The glory of vagueness is everywhere, even in matters of the heart. Some of the most memorable romances fall into that grey zone between one-night tryst and relationship. These tend to last long enough to allow for rapport, and perhaps a weekend break in Rome, but not long enough for boredom to set in. Much of the sex in a modern western nation happens in these hard-to-place couplings, but we have no term for them, or at least none that isn’t too profane or asinine to accord them dignity. (“Situationship”, a recent coinage on social media, is used by that genre of person who eats brunch.)

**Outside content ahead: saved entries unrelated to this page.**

#[derive(Error, Debug)]
pub enum ResolveError {
    #[error("Invalid image reference: {0}")]
    InvalidReference(String),
    #[error("Invalid request: {0}")]
    InvalidRequest(String),
    #[error("Unknown image size: {0}")]
    UnknownSize(String),
    #[error("Source item not found: {0}")]
    SourceNotFound(ItemId),
    #[error("Source file missing: {}", .0.display())]
    SourceFileMissing(PathBuf),
    #[error("Cannot read dimensions of {}: {source}", path.display())]
    DimensionProbeFailure {
        path: PathBuf,
        #[source]
        source: BackendError,
    },
    #[error("Codec failed during {stage}: {source}")]
    Codec {
        stage: CodecStage,
        #[source]
        source: BackendError,
    },
}

/// Codec step that failed.
#[derive(Debug, Clone, Copy, PartialEq, Eq)]
pub enum CodecStage {
    EditOpen,
    Resize,
    Save,
}

impl fmt::Display for CodecStage {
    fn fmt(&self, f: &mut fmt::Formatter<'_>) -> fmt::Result {
        match self {
            Self::EditOpen => f.write_str("edit-open"),
            Self::Resize => f.write_str("resize"),
            Self::Save => f.write_str("save"),
        }
    }
}

fn codec(stage: CodecStage) -> impl FnOnce(BackendError) -> ResolveError {
    move |source| ResolveError::Codec { stage, source }
}

fn fitted(source: &SourceImage, request: &VariantRequest) -> Dimensions {
    fit_dimensions(source.original.as_tuple(), (request.width, request.height)).into()
}

/// Target box and mode.
#[derive(Debug, Clone, Copy, PartialEq, Eq, Hash, Serialize, Deserialize)]
pub struct VariantRequest {
    pub width: u32,
    pub height: u32,
    #[serde(default)]
    pub crop: bool,
}

impl VariantRequest {
    pub fn new(width: u32, height: u32, crop: bool) -> Self {
        Self {
            width,
            height,
            crop,
        }
    }

    pub fn fit(width: u32, height: u32) -> Self {
        Self::new(width, height, false)
    }

    pub fn crop(width: u32, height: u32) -> Self {
        Self::new(width, height, true)
    }

    pub fn mode(&self) -> ResizeMode {
        ResizeMode::from_crop(self.crop)
    }

    pub fn dims(&self) -> Dimensions {
        Dimensions::new(self.width, self.height)
    }

    fn validate(&self) -> Result<(), ResolveError> {
        if self.width == 0 || self.height == 0 {
            return Err(ResolveError::InvalidRequest(format!(
                "target size {}x{} must be non-zero",
                self.width, self.height
            )));
        }
        Ok(())
    }
}
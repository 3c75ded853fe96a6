//! Rule citations for the junction transformations.
//!
//! Each supported transformation is keyed to one Aṣṭādhyāyī citation.
//! The four records are loaded once into a read-only store; the id is an
//! opaque label, never used for ordering.

use std::collections::HashMap;

use lazy_static::lazy_static;
use serde::Serialize;

// ============================================================================
// CORE DATA STRUCTURES
// ============================================================================

/// Classical classification tag for a grammar rule. All four junction
/// rules are operative rules; the other tags exist because the grammar
/// uses them for rules this engine may cite in the future.
#[derive(Debug, Clone, Copy, PartialEq, Eq, Default, Serialize)]
#[serde(rename_all = "kebab-case")]
pub enum RuleCategory {
    /// Vidhi: prescribes an operation.
    #[default]
    Operative,
    /// Saṃjñā: assigns a technical name.
    Designation,
    /// Paribhāṣā: governs how other rules are read.
    Interpretation,
    /// Adhikāra: a heading whose scope extends over following rules.
    Governing,
}

/// A grammar-rule citation: reference id, mnemonic phrase, and plain
/// gloss. Attached to a sandhi result for provenance.
#[derive(Debug, Clone, Copy, PartialEq, Eq, Serialize)]
pub struct Sutra {
    /// Dot-numbered grammar reference, e.g. `"6.1.87"`. Opaque label.
    pub id: &'static str,
    /// The rule's mnemonic phrase.
    pub mnemonic: &'static str,
    /// Plain description of the transformation.
    pub gloss: &'static str,
    /// Classification tag.
    pub category: RuleCategory,
}

/// The four supported junction rules, in canonical citation order.
static SUTRAS: [Sutra; 4] = [
    Sutra {
        id: "6.1.77",
        mnemonic: "iko yaṇaci",
        gloss: "ik (i/ī, u/ū, ṛ/ṝ, ḷ) before a vowel becomes yaṇ (y, v, r, l)",
        category: RuleCategory::Operative,
    },
    Sutra {
        id: "6.1.87",
        mnemonic: "ādguṇaḥ",
        gloss: "a/ā + i/ī → e;  a/ā + u/ū → o;  a/ā + ṛ/ṝ → ar;  a/ā + ḷ → al  (guṇa)",
        category: RuleCategory::Operative,
    },
    Sutra {
        id: "6.1.88",
        mnemonic: "vṛddhireci",
        gloss: "a/ā + e/ai → ai;  a/ā + o/au → au  (vṛddhi)",
        category: RuleCategory::Operative,
    },
    Sutra {
        id: "6.1.101",
        mnemonic: "akaḥ savarṇe dīrghaḥ",
        gloss: "two similar (savarṇa) simple vowels merge into the long vowel",
        category: RuleCategory::Operative,
    },
];

// ============================================================================
// REGISTRY
// ============================================================================

lazy_static! {
    static ref REGISTRY: RuleRegistry = RuleRegistry::build();
}

/// Read-only store of the supported citations, keyed by id.
pub struct RuleRegistry {
    by_id: HashMap<&'static str, &'static Sutra>,
}

impl RuleRegistry {
    /// The process-wide registry, constructed on first use.
    pub fn global() -> &'static Self {
        &REGISTRY
    }

    fn build() -> Self {
        Self {
            by_id: SUTRAS.iter().map(|s| (s.id, s)).collect(),
        }
    }

    /// Looks up a citation by id, e.g. `"6.1.101"`.
    pub fn get(&self, id: &str) -> Option<&'static Sutra> {
        self.by_id.get(id).copied()
    }

    /// All citations in canonical order.
    pub fn all(&self) -> &'static [Sutra] {
        &SUTRAS
    }
}
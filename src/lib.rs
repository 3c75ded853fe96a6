pub use crate::engine::{SandhiEngine, SandhiResult};
pub use crate::errors::SandhikaError;
pub use crate::rules::{RuleCategory, Sutra};

pub mod cli;
pub mod engine;
pub mod errors;
pub mod orthography;
pub mod phonemes;
pub mod rules;
//! End-to-end regression runs of the sandhika binary.

use assert_cmd::Command;
use predicates::prelude::*;

fn sandhika() -> Command {
    Command::cargo_bin("sandhika").expect("binary builds")
}

#[test]
fn join_prints_combined_form_and_citation() {
    sandhika()
        .args(["join", "देव", "आलय"])
        .assert()
        .success()
        .stdout(predicate::str::contains("देवालय"))
        .stdout(predicate::str::contains("6.1.101"));
}

#[test]
fn join_without_matching_rule_reports_no_rule() {
    sandhika()
        .args(["join", "क", "त"])
        .assert()
        .success()
        .stdout(predicate::str::contains("no junction rule applied"))
        .stdout(predicate::str::contains("confidence 0.0"));
}

#[test]
fn join_json_output_is_machine_readable() {
    sandhika()
        .args(["join", "अ", "इन्द्रः", "--json"])
        .assert()
        .success()
        .stdout(predicate::str::contains("\"6.1.87\""))
        .stdout(predicate::str::contains("\"confidence\": 1.0"));
}

#[test]
fn rules_lists_all_four_citations() {
    sandhika()
        .arg("rules")
        .assert()
        .success()
        .stdout(predicate::str::contains("6.1.77"))
        .stdout(predicate::str::contains("6.1.87"))
        .stdout(predicate::str::contains("6.1.88"))
        .stdout(predicate::str::contains("akaḥ savarṇe dīrghaḥ"));
}

#[test]
fn decompose_reports_phoneme_breakdown() {
    sandhika()
        .args(["decompose", "देव"])
        .assert()
        .success()
        .stdout(predicate::str::contains("4 phonemes"))
        .stdout(predicate::str::contains("vowel"));
}

#[test]
fn explain_scans_inline_text() {
    sandhika()
        .args(["explain", "इत्यादि"])
        .assert()
        .success()
        .stdout(predicate::str::contains("6.1.77"));
}

#[test]
fn explain_without_input_fails() {
    sandhika()
        .arg("explain")
        .assert()
        .failure()
        .stderr(predicate::str::contains("no input to analyze"));
}
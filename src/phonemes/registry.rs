//! Symbol-indexed lookup over the fixed phoneme inventory.
//!
//! The registry is built once on first use and is immutable afterwards,
//! so it can be read from any number of threads without locking. Lookups
//! on an unknown symbol report "not found" rather than failing; callers
//! skip the offending input unit.

use std::collections::{HashMap, HashSet};

use once_cell::sync::Lazy;

use super::{
    Phoneme, Place, A, AA, I, II, INVENTORY, LA, RA, U, UU, VA, VOCALIC_L, VOCALIC_R, VOCALIC_RR,
    YA,
};

static REGISTRY: Lazy<PhonemeRegistry> = Lazy::new(PhonemeRegistry::build);

/// Read-only catalog of the valid sound units with cheap classification
/// queries.
pub struct PhonemeRegistry {
    by_symbol: HashMap<char, &'static Phoneme>,
    by_matra: HashMap<char, &'static Phoneme>,
    simple_vowels: HashSet<char>,
    glides: HashMap<char, &'static Phoneme>,
}

impl PhonemeRegistry {
    /// The process-wide registry, constructed on first use.
    pub fn global() -> &'static Self {
        &REGISTRY
    }

    fn build() -> Self {
        let mut by_symbol = HashMap::with_capacity(INVENTORY.len());
        let mut by_matra = HashMap::new();
        for &p in INVENTORY.iter() {
            by_symbol.insert(p.symbol, p);
            if p.is_vowel {
                if let Some(sign) = p.matra {
                    by_matra.insert(sign, p);
                }
            }
        }

        // Short/long monophthongs and the vocalic liquids (the "ak" class).
        let simple_vowels = [
            &A,
            &AA,
            &I,
            &II,
            &U,
            &UU,
            &VOCALIC_R,
            &VOCALIC_RR,
            &VOCALIC_L,
        ]
        .iter()
        .map(|p| p.symbol)
        .collect();

        // The "ik" class: vocalic members that reduce to a glide.
        let glides: HashMap<char, &'static Phoneme> = [
            (I.symbol, &YA),
            (II.symbol, &YA),
            (U.symbol, &VA),
            (UU.symbol, &VA),
            (VOCALIC_R.symbol, &RA),
            (VOCALIC_RR.symbol, &RA),
            (VOCALIC_L.symbol, &LA),
        ]
        .into_iter()
        .collect();

        Self {
            by_symbol,
            by_matra,
            simple_vowels,
            glides,
        }
    }

    /// Looks up a phoneme by its independent glyph.
    pub fn get(&self, symbol: char) -> Option<&'static Phoneme> {
        self.by_symbol.get(&symbol).copied()
    }

    /// Looks up the vowel a dependent (mātrā) sign stands for.
    pub fn from_matra(&self, sign: char) -> Option<&'static Phoneme> {
        self.by_matra.get(&sign).copied()
    }

    /// True if the phoneme belongs to the simple-vowel class.
    pub fn is_simple_vowel(&self, p: &Phoneme) -> bool {
        self.simple_vowels.contains(&p.symbol)
    }

    /// The glide a semivowel-derivable vowel reduces to, if any.
    pub fn glide_for(&self, p: &Phoneme) -> Option<&'static Phoneme> {
        self.glides.get(&p.symbol).copied()
    }

    /// The long vowel shared by the simple vowels of a place. The vocalic
    /// `ḷ` has no long counterpart in the inventory, so its place reports
    /// none.
    pub fn lengthened(&self, place: Place) -> Option<&'static Phoneme> {
        match place {
            Place::Velar => Some(&AA),
            Place::Palatal => Some(&II),
            Place::Labial => Some(&UU),
            Place::Retroflex => Some(&VOCALIC_RR),
            _ => None,
        }
    }
}
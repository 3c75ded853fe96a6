//! Behavioral tests for the sandhi rule engine: the four junction
//! rules, their precedence, the empty-input short-circuits, and the
//! surface-level explain heuristics.

use sandhika::SandhiEngine;

fn engine() -> SandhiEngine {
    SandhiEngine::new()
}

fn matched_id(result: &sandhika::SandhiResult) -> Option<&'static str> {
    result.matched_rule.map(|r| r.id)
}

#[cfg(test)]
mod savarna_dirgha_tests {
    use super::*;

    #[test]
    fn a_plus_long_a_merges_to_long_a() {
        let result = engine().apply("देव", "आलय");
        assert_eq!(result.modified, "देवालय");
        assert_eq!(matched_id(&result), Some("6.1.101"));
        assert_eq!(result.confidence, 1.0);
        assert_eq!(result.original, "देव + आलय");
    }

    #[test]
    fn a_plus_a_merges_to_long_a() {
        let result = engine().apply("अ", "अग्नि");
        assert_eq!(result.modified, "आग्नि");
        assert_eq!(matched_id(&result), Some("6.1.101"));
        assert_eq!(result.confidence, 1.0);
    }

    #[test]
    fn long_a_plus_long_a() {
        let result = engine().apply("महा", "आत्मा");
        assert_eq!(result.modified, "महात्मा");
        assert_eq!(matched_id(&result), Some("6.1.101"));
    }

    #[test]
    fn i_plus_i_merges_to_long_i() {
        let result = engine().apply("मुनि", "इति");
        assert_eq!(result.modified, "मुनीति");
        assert_eq!(matched_id(&result), Some("6.1.101"));
    }
}

#[cfg(test)]
mod vrddhi_tests {
    use super::*;

    #[test]
    fn a_plus_e_merges_to_ai() {
        let result = engine().apply("देव", "एव");
        assert_eq!(result.modified, "देवैव");
        assert_eq!(matched_id(&result), Some("6.1.88"));
    }

    #[test]
    fn long_a_plus_o_merges_to_au() {
        let result = engine().apply("महा", "ओजः");
        assert_eq!(result.modified, "महौजः");
        assert_eq!(matched_id(&result), Some("6.1.88"));
    }
}

#[cfg(test)]
mod guna_tests {
    use super::*;

    #[test]
    fn a_plus_i_merges_to_e() {
        let result = engine().apply("अ", "इन्द्रः");
        assert_eq!(result.modified, "एन्द्रः");
        assert_eq!(matched_id(&result), Some("6.1.87"));
        assert_eq!(result.confidence, 1.0);
    }

    #[test]
    fn a_plus_long_i_merges_to_e() {
        let result = engine().apply("देव", "ईश्वरः");
        assert_eq!(result.modified, "देवेश्वरः");
        assert_eq!(matched_id(&result), Some("6.1.87"));
    }

    #[test]
    fn a_plus_u_merges_to_o() {
        let result = engine().apply("सूर्य", "उदय");
        assert_eq!(result.modified, "सूर्योदय");
        assert_eq!(matched_id(&result), Some("6.1.87"));
    }

    #[test]
    fn long_a_plus_vocalic_r_becomes_ar() {
        let result = engine().apply("महा", "ऋषि");
        assert_eq!(result.modified, "महर्षि");
        assert_eq!(matched_id(&result), Some("6.1.87"));
    }
}

#[cfg(test)]
mod yan_tests {
    use super::*;

    #[test]
    fn i_before_dissimilar_vowel_becomes_y() {
        let result = engine().apply("इति", "आदि");
        assert_eq!(result.modified, "इत्यादि");
        assert_eq!(matched_id(&result), Some("6.1.77"));
    }

    #[test]
    fn u_before_dissimilar_vowel_becomes_v() {
        let result = engine().apply("मधु", "अरिः");
        assert_eq!(result.modified, "मध्वरिः");
        assert_eq!(matched_id(&result), Some("6.1.77"));
    }
}

#[cfg(test)]
mod precedence_tests {
    use super::*;

    #[test]
    fn savarna_outranks_yan_on_similar_vowels() {
        // i + i satisfies both the lengthening trigger and the glide
        // trigger; lengthening must win.
        let result = engine().apply("मुनि", "इति");
        assert_eq!(matched_id(&result), Some("6.1.101"));
    }

    #[test]
    fn determinism() {
        let e = engine();
        assert_eq!(e.apply("देव", "आलय"), e.apply("देव", "आलय"));
        assert_eq!(e.apply("क", "त"), e.apply("क", "त"));
    }
}

#[cfg(test)]
mod no_rule_tests {
    use super::*;

    #[test]
    fn consonant_boundary_matches_nothing() {
        let result = engine().apply("क", "त");
        assert_eq!(result.modified, "क त");
        assert_eq!(result.matched_rule, None);
        assert_eq!(result.confidence, 0.0);
    }

    #[test]
    fn diphthong_boundary_matches_nothing() {
        // e + e: same place, but neither side is a simple vowel.
        let result = engine().apply("देवे", "एव");
        assert_eq!(result.matched_rule, None);
        assert_eq!(result.confidence, 0.0);
    }
}

#[cfg(test)]
mod short_circuit_tests {
    use super::*;

    #[test]
    fn empty_first_term() {
        let result = engine().apply("", "अग्नि");
        assert_eq!(result.modified, "अग्नि");
        assert_eq!(result.matched_rule, None);
        assert_eq!(result.confidence, 1.0);
    }

    #[test]
    fn empty_second_term() {
        let result = engine().apply("देव", "   ");
        assert_eq!(result.modified, "देव");
        assert_eq!(result.matched_rule, None);
        assert_eq!(result.confidence, 1.0);
    }

    #[test]
    fn terms_are_trimmed() {
        let result = engine().apply("  देव ", " आलय  ");
        assert_eq!(result.original, "देव + आलय");
        assert_eq!(result.modified, "देवालय");
    }

    #[test]
    fn unrecognized_term_decomposes_to_nothing() {
        let result = engine().apply("123", "देव");
        assert_eq!(result.modified, "123देव");
        assert_eq!(result.matched_rule, None);
        assert_eq!(result.confidence, 1.0);
    }
}

#[cfg(test)]
mod explain_tests {
    use super::*;

    #[test]
    fn long_vowel_suggests_lengthening() {
        let hints = engine().explain("काल");
        assert_eq!(hints.len(), 1);
        assert!(hints[0].contains("6.1.101"));
    }

    #[test]
    fn hints_fire_independently_in_fixed_order() {
        // Contains both a glide cluster and a long-vowel sign.
        let hints = engine().explain("इत्यादि");
        assert_eq!(hints.len(), 2);
        assert!(hints[0].contains("6.1.77"));
        assert!(hints[1].contains("6.1.101"));
    }

    #[test]
    fn e_vowel_suggests_guna() {
        let hints = engine().explain("देवेन्द्रः");
        assert!(hints.iter().any(|h| h.contains("6.1.87")));
    }

    #[test]
    fn plain_text_yields_no_hints() {
        assert!(engine().explain("कखग").is_empty());
        assert!(engine().explain("").is_empty());
    }
}

#[cfg(test)]
mod rules_tests {
    use super::*;

    #[test]
    fn four_rules_in_canonical_order() {
        let ids: Vec<&str> = engine().rules().iter().map(|r| r.id).collect();
        assert_eq!(ids, ["6.1.77", "6.1.87", "6.1.88", "6.1.101"]);
    }
}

The intellectual trend of the past century or so has been an embrace of disorder. There is a nice scene in Oppenheimer where he takes delight in the uncertainties of the quantum world after two centuries of Newtonian structure. At the same time, or thereabouts, the Cubists were painting from many perspectives, not just one. Jazz was breaking with recognisable musical form. Literature was losing its shape under Proust and Joyce.

The connecting idea here was that life itself doesn’t obey formal patterns, so why should art? It is a revolution we call “modern” or “modernist”. But vine-tending Benedictine monks had been applying it in a region of eastern France the better part of a millennium earlier. The wine that comes out of there can still taste of contradictory things all at once and, to a newcomer, of nothing at all.

In I Drink Therefore I am, a gimmicky name for a deep book, the philosopher Roger Scruton almost persuades me that claret is better. The great commercial houses of Bordeaux have the logistical wherewithal to ensure a higher minimum standard. But life isn’t Bordelais. It isn’t Tuscan or Californian. In its power to confuse and disappoint, it is Burgundian. There are more certain drinking experiences to be had, for lower prices, at much less intellectual effort. But which poet ever exalted positive capability?